Imagine that performance suddenly drops and the phone is ringing off the hook. In the past, you might track down a DBA and then wait to see how long it takes him to figure it out and get the system back online. Now, in a matter of minutes, you can just throw double, triple, or dozens of times the DTUs at it to keep the system functioning while you check the Query Performance Insight tool to figure out which SQL statements are killing your server. From that point, you might spot a coding issue or identify a missing index in the Index Advisor. And if you do end up calling a DBA, he won't be starting from scratch or feeling the weight of the entire company on his shoulders. If your tiny app somehow becomes a mission critical app to your business or even the next big thing on the Internet, you can scale up almost instantly to meet the demand and scale back down again just as quickly to save on costs. If you have an app that doesn't have a lot of activity all month, but gets hammered at the end of the month, you can run a beefy server for a few days each month without having to pay for it all month long.


Microsoft guarantees 99.99% up-time at every pricing tier and reliability goes up as your pricing tier increases. The Standard tier offerings are great for most scenarios, but for mission-critical systems, the Performance tier offerings give you high availability through clustering. You can configure multiple hot-backups around the globe that can not only take over if the primary server fails, but can also be used for reading data, so you can offload things like reporting loads from your primary server. At the Standard and Performance tiers, you've always got at least six copies of your data distributed where you want it around the world at all times.

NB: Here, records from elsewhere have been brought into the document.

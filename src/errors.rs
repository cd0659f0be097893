use crate::models::MessageResponse;
use axum::{
    Json,
    extract::{multipart::MultipartRejection, rejection::QueryRejection},
    http::StatusCode,
};
use thiserror::Error;
use tracing::error;

/// Failures of the import pipeline.
#[derive(Debug, Error)]
pub enum ImportError {
    /// The upload is not a readable workbook.
    #[error("{0}")]
    Format(String),

    /// The batch is empty or its first row lacks the required fields.
    #[error("{0}")]
    Rejected(String),

    /// At least one row could not be written. Rows already written stay.
    #[error("{failed} of {attempted} rows failed to import: {reason}", attempted = .written + .failed)]
    Persist {
        written: usize,
        failed: usize,
        reason: String,
    },
}

#[derive(Debug, Error)]
pub enum StoreError {
    #[error("database error: {0}")]
    Sqlite(#[from] rusqlite::Error),

    #[error("database connection lock poisoned")]
    Poisoned,
}

#[derive(Debug)]
pub struct AppError {
    pub status: StatusCode,
    pub message: String,
}

impl AppError {
    pub fn bad_request(message: impl Into<String>) -> Self {
        Self {
            status: StatusCode::BAD_REQUEST,
            message: message.into(),
        }
    }

    pub fn unauthorized() -> Self {
        Self {
            status: StatusCode::UNAUTHORIZED,
            message: "Unauthorized access. Please log in.".to_string(),
        }
    }

    pub fn internal(err: impl std::error::Error) -> Self {
        error!("internal error: {err}");
        Self {
            status: StatusCode::INTERNAL_SERVER_ERROR,
            message: "Internal server error".to_string(),
        }
    }
}

impl From<ImportError> for AppError {
    fn from(err: ImportError) -> Self {
        match err {
            ImportError::Format(message) | ImportError::Rejected(message) => {
                Self::bad_request(message)
            }
            ImportError::Persist { .. } => {
                error!("error inserting data: {err}");
                Self {
                    status: StatusCode::INTERNAL_SERVER_ERROR,
                    message: "Failed to import data".to_string(),
                }
            }
        }
    }
}

impl From<StoreError> for AppError {
    fn from(err: StoreError) -> Self {
        error!("error fetching data: {err}");
        Self {
            status: StatusCode::INTERNAL_SERVER_ERROR,
            message: "Failed to fetch data".to_string(),
        }
    }
}

impl From<QueryRejection> for AppError {
    fn from(rejection: QueryRejection) -> Self {
        Self::bad_request(rejection.body_text())
    }
}

impl From<MultipartRejection> for AppError {
    fn from(rejection: MultipartRejection) -> Self {
        Self::bad_request(rejection.body_text())
    }
}

impl axum::response::IntoResponse for AppError {
    fn into_response(self) -> axum::response::Response {
        let body = MessageResponse {
            message: self.message,
        };
        (self.status, Json(body)).into_response()
    }
}
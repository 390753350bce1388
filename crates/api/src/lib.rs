//! HTTP API server with observability for the checkout saga.
//!
//! Provides REST endpoints for cart management, checkout, saga inspection,
//! and purchase tokens, with structured logging (tracing) and Prometheus
//! metrics.

pub mod auth;
pub mod config;
pub mod error;
pub mod routes;

use std::sync::Arc;

use axum::Router;
use axum::routing::{delete, get, post};
use metrics_exporter_prometheus::PrometheusHandle;
use tower_http::cors::{Any, CorsLayer};
use tower_http::trace::TraceLayer;

use auth::StaticTokenVerifier;
use routes::{AppState, Orchestrator};
use saga::{
    CheckoutOrchestrator, InMemoryCartProvider, InMemoryCatalogChecker, InMemoryOwnershipChecker,
    InMemoryPaymentGateway, InMemoryPurchaseStore, InMemorySagaStore,
};

/// Creates the Axum application router with all routes and shared state.
pub fn create_app(state: Arc<AppState>, metrics_handle: PrometheusHandle) -> Router {
    let metrics_router = Router::new()
        .route("/metrics", get(routes::metrics::get))
        .with_state(metrics_handle);

    Router::new()
        .route("/health", get(routes::health::check))
        .route("/cart", get(routes::cart::get))
        .route("/cart/items", post(routes::cart::add_item))
        .route("/cart/items/{item_id}", delete(routes::cart::remove_item))
        .route("/cart/checkout", post(routes::cart::checkout))
        .route("/sagas/{id}", get(routes::sagas::get))
        .route("/tokens", get(routes::tokens::list))
        .with_state(state)
        .merge(metrics_router)
        .layer(
            CorsLayer::new()
                .allow_origin(Any)
                .allow_methods(Any)
                .allow_headers(Any),
        )
        .layer(TraceLayer::new_for_http())
}

/// Creates the default application state over in-memory collaborators.
///
/// Also returns the catalog and payment handles so callers (the binary,
/// tests) can seed tours and configure gateway behavior.
pub fn create_default_state() -> (
    Arc<AppState>,
    StaticTokenVerifier,
    InMemoryCatalogChecker,
    InMemoryPaymentGateway,
) {
    let carts = InMemoryCartProvider::new();
    let catalog = InMemoryCatalogChecker::new();
    let ownership = InMemoryOwnershipChecker::new();
    let payment = InMemoryPaymentGateway::new();
    let purchases = InMemoryPurchaseStore::new();
    let sagas = InMemorySagaStore::new();
    let verifier = StaticTokenVerifier::new();

    let orchestrator: Orchestrator = CheckoutOrchestrator::new(
        carts.clone(),
        catalog.clone(),
        ownership,
        payment.clone(),
        purchases.clone(),
        sagas,
    );

    let state = Arc::new(AppState {
        orchestrator,
        carts,
        catalog: catalog.clone(),
        purchases,
        verifier: Arc::new(verifier.clone()),
    });

    (state, verifier, catalog, payment)
}
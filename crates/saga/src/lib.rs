//! Checkout saga orchestration for the tour platform.
//!
//! This crate coordinates a multi-step purchase across independently-owned
//! stores and services (cart storage, tour catalog, payment gateway) without
//! a shared transaction. The checkout saga runs six steps in strict order:
//!
//! 1. Fetch the cart
//! 2. Check for tours the user already owns
//! 3. Check catalog availability
//! 4. Process payment
//! 5. Create the token/purchase pair per item
//! 6. Clear the cart
//!
//! Business rejections (empty cart, duplicate ownership, unavailable tour,
//! declined payment) end the saga with no compensation. Any other failure
//! triggers the compensation engine, which deletes created tokens and
//! purchase records and refunds a processed payment. Every saga persists an
//! append-only step log for audit and recovery.

pub mod checkout;
pub mod compensation;
pub mod error;
pub mod lock;
pub mod orchestrator;
pub mod record;
pub mod services;
pub mod state;
mod steps;
pub mod store;

pub use compensation::CompensationEngine;
pub use error::{BusinessError, CheckoutError, SagaStoreError, ServiceError, StepError};
pub use lock::UserLocks;
pub use orchestrator::{CheckoutOrchestrator, CheckoutResult};
pub use record::{PurchasePair, SagaState, StepRecord};
pub use services::{
    CartProvider, CatalogChecker, InMemoryCartProvider, InMemoryCatalogChecker,
    InMemoryOwnershipChecker, InMemoryPaymentGateway, InMemoryPurchaseStore, OwnershipChecker,
    PaymentGateway, PurchaseStore,
};
pub use state::{SagaStatus, StepStatus};
pub use store::{InMemorySagaStore, SagaStore};
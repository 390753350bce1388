//! Liveness endpoint.

use axum::Json;
use serde::Serialize;

#[derive(Serialize)]
pub struct HealthResponse {
    pub status: &'static str,
    pub service: &'static str,
}

/// GET /health — reports that the checkout API is up. Unauthenticated.
pub async fn check() -> Json<HealthResponse> {
    Json(HealthResponse {
        status: "ok",
        service: "checkout-api",
    })
}
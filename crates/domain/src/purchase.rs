//! Purchase tokens and purchase records.
//!
//! A token is the capability proving a user's right to access a purchased
//! tour; a purchase record is the matching audit/ownership entry. The two are
//! always created together for one cart item and deleted together during
//! compensation — they share a lifecycle.

use chrono::{DateTime, Utc};
use common::{TourId, UserId};
use serde::{Deserialize, Serialize};
use uuid::Uuid;

/// Capability record proving ownership of a purchased tour.
#[derive(Debug, Clone, PartialEq, Eq, Serialize, Deserialize)]
pub struct PurchaseToken {
    pub token: String,
    pub user_id: UserId,
    pub tour_id: TourId,
    pub created_at: DateTime<Utc>,
}

impl PurchaseToken {
    /// Issues a fresh token for a user and tour.
    pub fn issue(user_id: UserId, tour_id: TourId) -> Self {
        Self {
            token: Uuid::new_v4().to_string(),
            user_id,
            tour_id,
            created_at: Utc::now(),
        }
    }
}

/// Audit/ownership entry for one purchased tour.
#[derive(Debug, Clone, PartialEq, Eq, Serialize, Deserialize)]
pub struct PurchaseRecord {
    pub user_id: UserId,
    pub tour_id: TourId,
    pub token: String,
    pub created_at: DateTime<Utc>,
}

impl PurchaseRecord {
    /// Creates the purchase record paired with an issued token.
    pub fn for_token(token: &PurchaseToken) -> Self {
        Self {
            user_id: token.user_id.clone(),
            tour_id: token.tour_id.clone(),
            token: token.token.clone(),
            created_at: Utc::now(),
        }
    }
}

#[cfg(test)]
mod tests {
    use super::*;

    #[test]
    fn test_issue_creates_unique_tokens() {
        let a = PurchaseToken::issue(UserId::new("u1"), TourId::new("t1"));
        let b = PurchaseToken::issue(UserId::new("u1"), TourId::new("t1"));
        assert_ne!(a.token, b.token);
    }

    #[test]
    fn test_record_pairs_with_token() {
        let token = PurchaseToken::issue(UserId::new("u1"), TourId::new("t1"));
        let record = PurchaseRecord::for_token(&token);
        assert_eq!(record.token, token.token);
        assert_eq!(record.user_id, token.user_id);
        assert_eq!(record.tour_id, token.tour_id);
    }

    #[test]
    fn test_token_serialization_roundtrip() {
        let token = PurchaseToken::issue(UserId::new("u1"), TourId::new("t1"));
        let json = serde_json::to_string(&token).unwrap();
        let back: PurchaseToken = serde_json::from_str(&json).unwrap();
        assert_eq!(back, token);
    }
}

If you already have SQL Server computers set up and someone to feed and care for them, and if you're not hosting data for your clients, it may not make sense to jump into Azure with both feet right away. For the rest of us, Azure is a great deal. There's no hardware investment and no hardware to fail or replace. There are no SQL licenses. There are fewer or no DBAs. It's always up to date. It's always adding more features, and always getting faster and cheaper.


For the most part, Azure is less expensive, better run, and has more features than most datacenters. The fact that everyone, from the smallest one-man shop to global enterprises, has access to all of that is a game changer and it has businesses as well as individuals moving steadily toward the cloud. Azure's SQL Database product is first class, enterprise, and relational database that's professionally maintained and available to anyone with an Azure subscription with just a few mouse clicks. I started working with databases of all kinds in Azure when Azure was a only preview product. I've been using Azure SQL Databases almost exclusively for my development projects as well as a slew of client production systems for over a year now. It has a lot to offer and opens up some really interesting possibilities that I wouldn't have even considered with the regular SQL Server product. I still have SQL Server installed on my computer and I still use it, but the lion's share of my data access is against SQL Databases in Azure and it becomes more important every day. In this article, I took you through some common use cases that are important to developers and introduced you to what's possible in the cloud and yet I've barely scratched the surface. Take it for a spin. Experience the awesome for yourself.